Robin Miller may play the grouch, but he has an affinity for the down and out, with a particular weakness for unlucky racers who got dinged by crashes or by life just as they were about to hit the big time.
This past February, Jenkins went public with the fact that he was battling brain cancer. By May, when it was time to go to Indianapolis again, he needed a wheelchair and his voice was weak. In accepting his award, he talked about the side effects of his disease and apologized in advance for any confusion that might arise as he spoke. Of course, none did.
It was in the autumn of 2017 that Miller confided to pals that he’d been diagnosed with multiple myeloma, a form of bone cancer. He has since brushed off all expressions of concern by declaring himself fortunate because “as cancers go, mine is very treatable.” But, make no mistake, the treatments take a lot out of him.
In presenting the award, Miller made Jenkins’ success sound inevitable, the result of “(putting) his talent together with the fact that he’s so personable and so humble and so likable.”
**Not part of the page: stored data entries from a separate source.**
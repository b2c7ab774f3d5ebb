//! A client-side toolkit for talking to a Solana cluster through a pluggable wallet.
//!
//! Applications build a [`Client`] from a [`ConnectorConfig`] and a list of
//! connectors, then call actions on it without caring which wallet backend or
//! transport is behind them.
//!
//! # Key Components
//!
//! *   [`store`]: The shared state (connectors, cluster, connected address) with change notification.
//! *   [`cluster`]: JSON-RPC over HTTP plus push subscriptions over one shared WebSocket.
//! *   [`connectors`]: The [`Connector`] enum (injected provider, pairing, mock) and
//!     transaction construction.
//! *   [`actions`]: The [`Client`] façade, gated by [`dispatch::with_connector`].
//! *   [`name_service`]: `.sol` display-name resolution.
pub mod actions;
pub mod cluster;
/// Defines configuration structures for the connector.
pub mod config;
pub mod connectors;
pub mod dispatch;
pub mod error;
pub mod name_service;
pub mod store;

pub use actions::Client;
pub use config::{Cluster, ConnectorConfig};
pub use connectors::{Connector, TransactionIntent};
pub use error::{ConnectorError, Result};
#[cfg(test)]
mod tests {
    use super::*;
    use tokio::task::JoinHandle;

    struct Harness {
        socket: ClusterSocket,
        from_client: mpsc::Receiver<String>,
        to_client: mpsc::Sender<String>,
    }

    fn harness(early_notification_buffer: usize) -> Harness {
        let (outgoing, from_client) = mpsc::channel(16);
        let (to_client, incoming) = mpsc::channel(16);
        let channels = ChannelConfig {
            early_notification_buffer,
            ..ChannelConfig::default()
        };
        Harness {
            socket: ClusterSocket::spawn(outgoing, incoming, &channels),
            from_client,
            to_client,
        }
    }

    impl Harness {
        /// Starts a subscribe and waits until its request is on the wire.
        async fn subscribe(&mut self, request_id: u64) -> (JoinHandle<Result<u64>>, mpsc::Receiver<Value>) {
            let (sink, rx) = mpsc::channel(8);
            let payload = json!({ "id": request_id, "method": "signatureSubscribe" }).to_string();
            let socket = self.socket.clone();
            let pending = tokio::spawn(async move {
                socket
                    .subscribe(request_id, SubscribeMethod::Signature, payload, sink)
                    .await
            });
            assert_eq!(self.next_sent().await["id"], request_id);
            (pending, rx)
        }

        async fn push(&self, value: Value) {
            self.to_client.send(value.to_string()).await.unwrap();
        }

        async fn next_sent(&mut self) -> Value {
            serde_json::from_str(&self.from_client.recv().await.unwrap()).unwrap()
        }
    }

    #[tokio::test]
    async fn routes_notification_by_subscription_id() {
        let mut h = harness(8);
        let (pending, mut rx) = h.subscribe(5).await;

        h.push(json!({ "jsonrpc": "2.0", "id": 5, "result": 900 })).await;
        assert_eq!(pending.await.unwrap().unwrap(), 900);
        h.push(json!({
            "jsonrpc": "2.0",
            "method": "signatureNotification",
            "params": { "subscription": 900, "result": { "value": { "err": null } } }
        }))
        .await;

        let got = rx.recv().await.unwrap();
        assert_eq!(got, json!({ "value": { "err": null } }));
    }

    #[tokio::test]
    async fn early_notification_is_replayed_after_ack() {
        let mut h = harness(8);
        let (pending, mut rx) = h.subscribe(1).await;

        h.push(json!({ "params": { "subscription": 77, "result": "first" } }))
            .await;
        h.push(json!({ "id": 1, "result": 77 })).await;
        h.push(json!({ "params": { "subscription": 77, "result": "second" } }))
            .await;

        assert_eq!(pending.await.unwrap().unwrap(), 77);
        assert_eq!(rx.recv().await.unwrap(), json!("first"));
        assert_eq!(rx.recv().await.unwrap(), json!("second"));
    }

    #[tokio::test]
    async fn unknown_subscription_is_dropped_without_buffer() {
        let mut h = harness(0);
        let (_pending, mut rx) = h.subscribe(1).await;

        h.push(json!({ "params": { "subscription": 3, "result": "lost" } }))
            .await;
        h.push(json!({ "id": 1, "result": 3 })).await;
        h.push(json!({ "params": { "subscription": 3, "result": "kept" } }))
            .await;

        assert_eq!(rx.recv().await.unwrap(), json!("kept"));
    }

    #[tokio::test]
    async fn unsubscribe_uses_server_subscription_id() {
        let mut h = harness(8);
        let (pending, _rx) = h.subscribe(2).await;
        h.push(json!({ "id": 2, "result": 41 })).await;
        pending.await.unwrap().unwrap();

        h.socket.unsubscribe(2, 3).await.unwrap();
        let sent = h.next_sent().await;
        assert_eq!(sent["method"], "signatureUnsubscribe");
        assert_eq!(sent["params"], json!([41]));
        assert_eq!(sent["id"], 3);
    }

    #[tokio::test]
    async fn unsubscribe_before_ack_is_deferred() {
        let mut h = harness(8);
        let (pending, mut rx) = h.subscribe(10).await;

        h.socket.unsubscribe(10, 11).await.unwrap();
        h.push(json!({ "id": 10, "result": 500 })).await;

        let sent = h.next_sent().await;
        assert_eq!(sent["method"], "signatureUnsubscribe");
        assert_eq!(sent["params"], json!([500]));
        assert_eq!(sent["id"], 11);
        assert!(rx.recv().await.is_none());
        assert!(matches!(pending.await.unwrap(), Err(ConnectorError::SocketClosed)));
    }

    #[tokio::test]
    async fn rejected_subscribe_returns_the_cluster_error() {
        let mut h = harness(8);
        let (pending, mut rx) = h.subscribe(4).await;

        h.push(json!({ "id": 4, "error": { "code": -32602, "message": "Invalid params" } }))
            .await;
        match pending.await.unwrap() {
            Err(ConnectorError::Rpc { method, code, message }) => {
                assert_eq!(method, "signatureSubscribe");
                assert_eq!(code, -32602);
                assert_eq!(message, "Invalid params");
            }
            other => panic!("unexpected subscribe outcome {other:?}"),
        }
        assert!(rx.recv().await.is_none());
    }

    #[tokio::test]
    async fn closed_socket_fails_pending_subscribes() {
        let mut h = harness(8);
        let (pending, _rx) = h.subscribe(6).await;
        let Harness { socket, to_client, from_client } = h;
        drop(to_client);
        drop(from_client);

        assert!(matches!(pending.await.unwrap(), Err(ConnectorError::SocketClosed)));
        for _ in 0..50 {
            if socket.is_closed() {
                return;
            }
            tokio::task::yield_now().await;
        }
        panic!("router kept running after its socket closed");
    }
}
use async_trait::async_trait;
use solana_sdk::{
    pubkey::Pubkey,
    signature::{read_keypair_file, Keypair, Signature, Signer},
    transaction::Transaction,
};
use solkit_connector::{
    connectors::{ConnectResponse, InjectedProvider, MessageFormat},
    ConnectorError, Result,
};
use std::path::Path;

/// A wallet provider backed by a keypair file on disk.
pub struct KeypairFileProvider {
    keypair: Keypair,
}

impl std::fmt::Debug for KeypairFileProvider {
    fn fmt(&self, f: &mut std::fmt::Formatter<'_>) -> std::fmt::Result {
        f.debug_struct("KeypairFileProvider")
            .field("pubkey", &self.keypair.pubkey())
            .finish()
    }
}

impl KeypairFileProvider {
    pub const NAME: &'static str = "keypair";

    pub fn load(path: &Path) -> anyhow::Result<Self> {
        let keypair = read_keypair_file(path)
            .map_err(|e| anyhow::anyhow!("Failed to read keypair file {}: {e}", path.display()))?;
        Ok(Self { keypair })
    }
}

#[async_trait]
impl InjectedProvider for KeypairFileProvider {
    async fn connect(&self) -> Result<ConnectResponse> {
        Ok(ConnectResponse::PublicKey(self.keypair.pubkey()))
    }

    fn public_key(&self) -> Option<Pubkey> {
        Some(self.keypair.pubkey())
    }

    async fn sign_message(&self, message: &[u8], _format: MessageFormat) -> Result<Signature> {
        Ok(self.keypair.sign_message(message))
    }

    async fn sign_transaction(&self, mut transaction: Transaction) -> Result<Transaction> {
        let blockhash = transaction.message.recent_blockhash;
        transaction
            .try_partial_sign(&[&self.keypair], blockhash)
            .map_err(|e| ConnectorError::Provider(e.to_string()))?;
        Ok(transaction)
    }
}
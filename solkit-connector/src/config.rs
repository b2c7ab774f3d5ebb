use serde::{Deserialize, Serialize};
use solana_sdk::commitment_config::CommitmentLevel;

use crate::error::{ConnectorError, Result};

/// The top-level configuration for the `solkit-connector` library.
///
/// It is typically deserialized from a configuration file and handed to
/// [`crate::actions::Client::new`] together with the registered connectors.
#[derive(Debug, Clone, Serialize, Deserialize)]
#[serde(rename_all = "kebab-case")]
pub struct ConnectorConfig {
    #[serde(default)]
    pub cluster: Cluster,
    #[serde(default = "default_commitment", with = "serde_commitment")]
    pub commitment: CommitmentLevel,
    /// Identity of the connector that actions are routed to. Defaults to the
    /// first registered connector.
    #[serde(default)]
    pub active_connector: Option<String>,
    #[serde(default)]
    pub channels: ChannelConfig,
}

/// A blockchain network endpoint this library talks to.
#[derive(Debug, Clone, PartialEq, Eq, Serialize, Deserialize)]
#[serde(rename_all = "kebab-case")]
pub struct Cluster {
    pub name: String,
    /// Chain identifier used in pairing namespaces (`solana:<id>`).
    pub id: String,
    /// HTTP JSON-RPC endpoint.
    pub endpoint: String,
    /// Explicit WebSocket endpoint. Derived from `endpoint` when absent.
    #[serde(default)]
    pub ws_endpoint: Option<String>,
}

/// Defines capacities for the MPSC channels of the subscription socket.
#[derive(Debug, Clone, Serialize, Deserialize)]
#[serde(rename_all = "kebab-case")]
pub struct ChannelConfig {
    /// Buffer capacity of each subscription's notification queue.
    pub subscription_buffer: usize,
    /// Maximum number of notifications held while waiting for a subscribe ack.
    pub early_notification_buffer: usize,
    /// Buffer capacity for the command channel to the socket router.
    pub router_command_buffer: usize,
    /// Buffer capacity of the raw socket read/write queues.
    pub socket_buffer: usize,
}

impl Cluster {
    pub fn mainnet_beta() -> Self {
        Self {
            name: "mainnet-beta".to_string(),
            id: "4sGjMW1sUnHzSxGspuhpqLDx6wiyjNtZ".to_string(),
            endpoint: "https://api.mainnet-beta.solana.com".to_string(),
            ws_endpoint: None,
        }
    }

    pub fn testnet() -> Self {
        Self {
            name: "testnet".to_string(),
            id: "4uhcVJyU9pJkvQyS88uRDiswHXSCkY3z".to_string(),
            endpoint: "https://api.testnet.solana.com".to_string(),
            ws_endpoint: None,
        }
    }

    pub fn devnet() -> Self {
        Self {
            name: "devnet".to_string(),
            id: "EtWTRABZaYq6iMfeYKouRu166VU2xqa1".to_string(),
            endpoint: "https://api.devnet.solana.com".to_string(),
            ws_endpoint: None,
        }
    }

    /// A local test validator. Its pubsub port is the RPC port plus one.
    pub fn localnet() -> Self {
        Self {
            name: "localnet".to_string(),
            id: "localnet".to_string(),
            endpoint: "http://127.0.0.1:8899".to_string(),
            ws_endpoint: Some("ws://127.0.0.1:8900".to_string()),
        }
    }

    /// Looks up one of the well-known clusters by name.
    pub fn by_name(name: &str) -> Option<Self> {
        match name {
            "mainnet-beta" | "mainnetBeta" | "mainnet" => Some(Self::mainnet_beta()),
            "testnet" => Some(Self::testnet()),
            "devnet" => Some(Self::devnet()),
            "localnet" | "localhost" => Some(Self::localnet()),
            _ => None,
        }
    }

    /// The WebSocket URL used for subscriptions.
    pub fn websocket_url(&self) -> Result<String> {
        if let Some(ws) = &self.ws_endpoint {
            return Ok(ws.clone());
        }
        if let Some(rest) = self.endpoint.strip_prefix("https://") {
            Ok(format!("wss://{rest}"))
        } else if let Some(rest) = self.endpoint.strip_prefix("http://") {
            Ok(format!("ws://{rest}"))
        } else {
            Err(ConnectorError::InvalidEndpoint(self.endpoint.clone()))
        }
    }
}

fn default_commitment() -> CommitmentLevel {
    CommitmentLevel::Confirmed
}

impl Default for ConnectorConfig {
    fn default() -> Self {
        Self {
            cluster: Cluster::default(),
            commitment: default_commitment(),
            active_connector: None,
            channels: ChannelConfig::default(),
        }
    }
}

impl Default for Cluster {
    fn default() -> Self {
        Self::devnet()
    }
}

impl Default for ChannelConfig {
    fn default() -> Self {
        Self {
            subscription_buffer: 64,
            early_notification_buffer: 128,
            router_command_buffer: 128,
            socket_buffer: 256,
        }
    }
}

/// Wire name of a commitment level, as the cluster expects it in request configs.
pub(crate) fn commitment_str(c: CommitmentLevel) -> &'static str {
    match c {
        CommitmentLevel::Processed => "processed",
        CommitmentLevel::Confirmed => "confirmed",
        CommitmentLevel::Finalized => "finalized",
    }
}

mod serde_commitment {

    use super::*;
    use serde::{Deserializer, Serializer};

    pub fn serialize<S>(c: &CommitmentLevel, serializer: S) -> std::result::Result<S::Ok, S::Error>
    where
        S: Serializer,
    {
        serializer.serialize_str(commitment_str(*c))
    }

    pub fn deserialize<'de, D>(deserializer: D) -> std::result::Result<CommitmentLevel, D::Error>
    where
        D: Deserializer<'de>,
    {
        let s: String = Deserialize::deserialize(deserializer)?;
        let level = match s.to_lowercase().as_str() {
            "processed" => CommitmentLevel::Processed,
            "confirmed" => CommitmentLevel::Confirmed,
            "finalized" => CommitmentLevel::Finalized,
            _ => CommitmentLevel::Confirmed,
        };
        Ok(level)
    }
}
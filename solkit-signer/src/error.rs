use solana_sdk::pubkey::Pubkey;
use solkit_connector::ConnectorError;
use thiserror::Error;

#[derive(Debug, Error)]
pub enum SignerError {
    #[error("invalid handle {0}")]
    InvalidHandle(u64),

    #[error("invalid key: {0}")]
    InvalidKey(String),

    #[error("no key loaded for {0}")]
    KeyNotLoaded(Pubkey),

    #[error("{0} is not part of the session")]
    NotInSession(Pubkey),

    #[error("unknown or closed session '{0}'")]
    UnknownSession(String),

    #[error("session proposal rejected: {0}")]
    Rejected(String),

    #[error("malformed request: {0}")]
    Malformed(String),
}

impl From<SignerError> for ConnectorError {
    fn from(err: SignerError) -> Self {
        ConnectorError::Pairing(err.to_string())
    }
}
Then Miller’s voice dipped a bit. Speaking not to the crowd, but to his colleague and fellow cancer patient, Robin said, “We’re on the same team.”
Bob’s reply was quiet but firm: “Yup.”
Their contributions to the game have been immense. After the formalities, Mario Andretti said, “These are the guys who have been the link between us and the fans. It was the way they represented and exposed the excitement in this sport. We take them for granted, but they are more important than we can ever express.”
Miller attended his first 500 in 1959, a year before Jenkins saw his. The great race got its hooks into them and in turn they helped it hook thousands, maybe millions, of others. Jenkins carefully placed the right words in impressionable ears. Miller’s descriptions of the event and its participants hit readers right between the eyes.
Either way, folks wanted to go and see what the fuss was about.
The gathering was breaking up now and it seemed for an instant that this might be a good time to corner Bob Jenkins and to pull Robin Miller aside, just to mutter an overdue “thank you.”
For what? For everything. But Jenkins, an admitted softie, would have teared up and no one wanted that. Miller might have grinned and suggested something anatomically impossible. So the moment passed.
Elsewhere, people were packing cars for road trips and rechecking their airline reservations. There were only two days left until the Indianapolis 500, a race they had heard and read about forever.